Husband-wife team takes helm of JCFs campaign

His wife, Barbara, 43, does her own running around, volunteering her time and attacking a seemingly endless daily to-do list.

"We don't have a lot of down time," says Barbara Farber. "At this point in our lives, I'm not quite sure what down time is."

The couple has ensured that they'll have even less of it, at least through June. By accepting the imposing, yearlong task as the S.F.-based Jewish Community Federation's annual campaign co-chairs, they've drastically reduced any leisure time they would have had.

"Busy people can do this kind of job," said Harold Zlot, JCF board president and past annual campaign chair, who encouraged the Farbers to take the volunteer position. "They are very energetic. They're terrific young leaders. They're very outgoing and communicative."

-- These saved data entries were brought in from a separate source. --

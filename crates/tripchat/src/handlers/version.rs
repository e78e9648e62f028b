use axum::Json;
use serde::Serialize;

use crate::build_info;

#[derive(Serialize)]
pub struct VersionResponse {
    name: &'static str,
    version: &'static str,
}

/// GET /version
pub async fn version() -> Json<VersionResponse> {
    Json(VersionResponse {
        name: build_info::NAME,
        version: build_info::VERSION,
    })
}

Barbara Farber, who has been on the JCF board for the last five years and chaired its Women's Alliance campaign the last two years, jokes, "If we're speaking to each other at the end of the campaign year, that would be an accomplishment."

The federation has never had a husband-and-wife team as co-chairs for the annual fund-raising drive, which began July 1 and ends June 30.

The couple and other volunteers will spend the campaign year soliciting funds to surpass last year's total of $20.5 million (an all-time high), which was raised under previous chair Carol Saal. Still, the pair doesn't intend to lose sight of how federation programs have touched their lives and the lives of donors and volunteers.

"While we're concerned with raising money for people we might never meet in San Francisco and around the world who are dealing with emergencies," Barbara Farber says, "I can't forget how my kids went to Jewish Community Center preschool or how my daughter is getting involved in Hillel.

"A lot of people who give to the federation may not need the federation's help," she adds, "but you might have a grandchild going to Camp Tawonga or a child who swims at the JCC or a parent in the Jewish Home [for the Aged]. The federation contributes to all these things."

Because they had been heavily involved in federation activities throughout their marriage, wherever they've lived, the decision to co-chair the JCFcampaign seemed like a natural step.

"They do share that mutual interest," Zlot says. "They are both so committed to the federation's mission and vision."

The Farbers, who have lived in the Bay Area for five years, have worked in tandem for a long time on behalf of Jewish causes, particularly those funded under the umbrella of Jewish federations.

"As Jews, we should be trying to make the world a better place," says Jeff Farber. "Barbara and I have been able to share that Jewish value. It's like it's my calling. If I, as a Jew, don't do it, who will?"

Jeff Farber, who grew up in Seattle, has lived in several cities during his 25 years with Bank of America, including Chicago, Seattle, and Portland, Ore. Wherever they resided, the Farbers immediately immersed themselves in the Jewish community. In San Francisco, Jeff has been on the JCF's finance and real estate development committee for five years, two as chair.

"We could have very easily gone into communities and written checks, looking at each new city as a career move and let it go at that," Jeff Farber says. "Instead, what we've tried to do is contribute in some way, kind of roll up our sleeves, get involved and lead by example."

The Farbers were catalyzed into stepping up their involvement after attending a three-day young Jewish leadership conference in Washington, D.C., in the mid-'80s.

Barbara Farber was inspired by the experience of being with 2,500 Jewish peers, listening to compelling speakers.

Growing up in Tacoma, Wash., she "always enjoyed being part of the organized Jewish community. When you live in a smaller Jewish community, it's the only connection you have."

Even with all their volunteer activities, the Farbers still put family first. On weekends, the couple is likely to be spotted watching the games of 15-year-old son, Josh, who plays on three soccer teams.

The Farbers' Jewish community connections extend beyond U.S. borders. Following the D.C. conference, they started taking trips to Israel, not just as tourists.

One year, they took their two children — daughter Michelle is now a freshman at the University of Colorado, Boulder — on a United Jewish Appeal family mission. Part of the experience was to greet Russian emigres on the tarmac as they arrived on Israeli soil.

That same trip, the family met with recent Ethiopian emigres on a kibbutz. "My kids needed to see where their money and their time goes. They've been giving for years. It's their tzedakah," she says.

Aside from the fund-raising aspirations, the Farbers have other goals for the campaign. "Our goal is to involve more people and increase the leadership base," says Barbara Farber. "New blood rejuvenates."

Her husband agrees. "We have to be relentless in our enthusiasm for the cause and create enough excitement that others will join us."